Task description → Please work out how many lines in the material contain "background" and give only that figure.

◇ ◇ ◇ ◇ ◇ ◇ ◇

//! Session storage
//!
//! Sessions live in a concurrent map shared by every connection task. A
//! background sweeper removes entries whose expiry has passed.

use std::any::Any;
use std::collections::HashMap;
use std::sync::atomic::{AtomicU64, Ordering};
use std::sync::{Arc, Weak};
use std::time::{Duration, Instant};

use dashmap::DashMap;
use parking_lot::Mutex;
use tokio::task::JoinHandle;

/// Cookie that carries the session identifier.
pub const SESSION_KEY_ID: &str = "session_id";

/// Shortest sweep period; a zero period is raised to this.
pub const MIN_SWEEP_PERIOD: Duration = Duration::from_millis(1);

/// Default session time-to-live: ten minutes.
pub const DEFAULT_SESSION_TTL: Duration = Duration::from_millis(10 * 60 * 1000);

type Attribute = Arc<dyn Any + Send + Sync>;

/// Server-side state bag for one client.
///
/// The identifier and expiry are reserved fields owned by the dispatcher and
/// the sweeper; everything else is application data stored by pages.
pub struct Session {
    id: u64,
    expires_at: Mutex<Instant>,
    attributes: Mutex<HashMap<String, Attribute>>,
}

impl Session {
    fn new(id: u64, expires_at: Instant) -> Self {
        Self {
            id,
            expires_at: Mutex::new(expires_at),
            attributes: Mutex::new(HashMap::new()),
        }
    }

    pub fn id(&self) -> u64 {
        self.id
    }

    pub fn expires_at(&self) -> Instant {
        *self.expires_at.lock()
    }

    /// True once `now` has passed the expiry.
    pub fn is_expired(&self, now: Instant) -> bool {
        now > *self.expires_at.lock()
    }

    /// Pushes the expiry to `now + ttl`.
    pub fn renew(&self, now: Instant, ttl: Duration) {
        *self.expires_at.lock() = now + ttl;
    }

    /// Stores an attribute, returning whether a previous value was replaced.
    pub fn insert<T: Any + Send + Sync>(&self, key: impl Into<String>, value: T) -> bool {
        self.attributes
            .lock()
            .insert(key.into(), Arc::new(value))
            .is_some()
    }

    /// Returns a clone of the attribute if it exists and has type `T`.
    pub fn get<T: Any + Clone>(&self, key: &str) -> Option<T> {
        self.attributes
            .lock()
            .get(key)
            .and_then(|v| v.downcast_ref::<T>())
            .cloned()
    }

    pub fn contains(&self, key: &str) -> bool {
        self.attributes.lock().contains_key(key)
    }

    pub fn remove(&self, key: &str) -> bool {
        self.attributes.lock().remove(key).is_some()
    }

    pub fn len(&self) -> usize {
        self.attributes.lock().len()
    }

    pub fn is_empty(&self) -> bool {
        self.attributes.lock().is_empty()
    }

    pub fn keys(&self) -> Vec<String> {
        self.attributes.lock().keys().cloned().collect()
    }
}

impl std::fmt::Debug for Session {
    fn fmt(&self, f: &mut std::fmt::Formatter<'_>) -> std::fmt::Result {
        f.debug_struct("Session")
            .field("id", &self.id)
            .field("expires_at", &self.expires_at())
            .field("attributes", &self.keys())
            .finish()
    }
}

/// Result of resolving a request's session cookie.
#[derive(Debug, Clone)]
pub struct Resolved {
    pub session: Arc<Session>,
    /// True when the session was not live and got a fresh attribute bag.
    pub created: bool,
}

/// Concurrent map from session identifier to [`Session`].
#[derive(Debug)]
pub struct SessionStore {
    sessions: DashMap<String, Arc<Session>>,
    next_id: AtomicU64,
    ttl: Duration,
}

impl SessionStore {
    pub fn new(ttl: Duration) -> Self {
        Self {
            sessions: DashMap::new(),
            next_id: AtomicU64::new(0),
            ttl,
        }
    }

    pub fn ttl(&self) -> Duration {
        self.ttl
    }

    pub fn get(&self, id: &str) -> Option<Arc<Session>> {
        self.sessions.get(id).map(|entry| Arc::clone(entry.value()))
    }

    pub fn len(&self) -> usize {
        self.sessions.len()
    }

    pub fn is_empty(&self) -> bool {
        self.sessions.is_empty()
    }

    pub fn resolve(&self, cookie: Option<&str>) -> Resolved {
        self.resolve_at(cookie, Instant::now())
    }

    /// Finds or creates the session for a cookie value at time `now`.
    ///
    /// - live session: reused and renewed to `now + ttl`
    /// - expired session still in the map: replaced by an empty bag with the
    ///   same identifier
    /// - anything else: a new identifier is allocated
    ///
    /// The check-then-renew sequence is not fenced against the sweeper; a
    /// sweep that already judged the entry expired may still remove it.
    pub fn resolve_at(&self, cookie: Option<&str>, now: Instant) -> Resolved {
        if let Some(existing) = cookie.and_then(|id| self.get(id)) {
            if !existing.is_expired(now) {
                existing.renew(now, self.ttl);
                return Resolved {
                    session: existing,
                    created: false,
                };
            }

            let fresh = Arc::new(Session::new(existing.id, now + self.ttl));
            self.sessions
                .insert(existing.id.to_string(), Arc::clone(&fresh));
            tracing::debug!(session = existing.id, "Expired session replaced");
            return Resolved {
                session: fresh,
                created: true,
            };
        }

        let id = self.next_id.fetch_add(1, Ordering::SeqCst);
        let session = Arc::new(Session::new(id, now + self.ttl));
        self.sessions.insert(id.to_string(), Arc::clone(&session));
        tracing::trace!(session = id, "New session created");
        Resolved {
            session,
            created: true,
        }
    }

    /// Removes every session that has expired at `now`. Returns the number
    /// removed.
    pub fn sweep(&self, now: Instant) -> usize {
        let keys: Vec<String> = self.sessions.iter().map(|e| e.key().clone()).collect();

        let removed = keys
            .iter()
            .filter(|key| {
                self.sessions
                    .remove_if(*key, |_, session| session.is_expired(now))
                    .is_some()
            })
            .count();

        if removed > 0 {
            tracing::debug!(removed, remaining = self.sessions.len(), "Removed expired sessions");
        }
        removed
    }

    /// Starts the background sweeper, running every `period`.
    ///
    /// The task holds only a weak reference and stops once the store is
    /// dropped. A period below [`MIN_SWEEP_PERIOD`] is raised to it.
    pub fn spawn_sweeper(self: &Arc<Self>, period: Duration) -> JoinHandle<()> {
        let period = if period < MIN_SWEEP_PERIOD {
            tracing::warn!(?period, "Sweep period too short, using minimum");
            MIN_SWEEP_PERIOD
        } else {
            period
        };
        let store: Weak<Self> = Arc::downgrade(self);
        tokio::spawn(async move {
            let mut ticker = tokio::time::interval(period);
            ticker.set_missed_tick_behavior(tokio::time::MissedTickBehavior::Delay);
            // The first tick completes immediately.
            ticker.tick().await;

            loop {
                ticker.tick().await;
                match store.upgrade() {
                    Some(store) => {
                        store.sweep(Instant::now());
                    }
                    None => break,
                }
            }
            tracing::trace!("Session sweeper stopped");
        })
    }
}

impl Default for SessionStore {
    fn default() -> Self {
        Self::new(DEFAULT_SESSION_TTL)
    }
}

◇ ◇ ◇ ◇ ◇ ◇ ◇

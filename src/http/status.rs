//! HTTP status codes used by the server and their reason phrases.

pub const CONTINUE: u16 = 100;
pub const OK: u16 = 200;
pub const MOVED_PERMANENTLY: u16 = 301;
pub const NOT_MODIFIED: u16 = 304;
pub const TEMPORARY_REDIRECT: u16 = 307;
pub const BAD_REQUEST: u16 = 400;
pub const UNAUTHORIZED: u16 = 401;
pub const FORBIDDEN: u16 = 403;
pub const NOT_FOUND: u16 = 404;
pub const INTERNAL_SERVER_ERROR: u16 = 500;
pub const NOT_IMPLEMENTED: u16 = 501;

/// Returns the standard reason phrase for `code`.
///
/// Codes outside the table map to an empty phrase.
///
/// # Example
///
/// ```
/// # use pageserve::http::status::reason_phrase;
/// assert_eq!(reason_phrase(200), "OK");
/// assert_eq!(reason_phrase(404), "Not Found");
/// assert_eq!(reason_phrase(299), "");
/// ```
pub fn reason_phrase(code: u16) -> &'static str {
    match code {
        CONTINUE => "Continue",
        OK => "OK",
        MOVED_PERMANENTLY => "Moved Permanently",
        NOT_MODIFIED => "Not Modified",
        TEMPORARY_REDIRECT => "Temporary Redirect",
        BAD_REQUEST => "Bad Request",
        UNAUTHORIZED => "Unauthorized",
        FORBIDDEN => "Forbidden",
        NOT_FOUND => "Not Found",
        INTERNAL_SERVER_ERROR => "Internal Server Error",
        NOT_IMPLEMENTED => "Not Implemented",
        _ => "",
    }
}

◇ ◇ ◇ ◇ ◇ ◇ ◇

Exercise solution → 2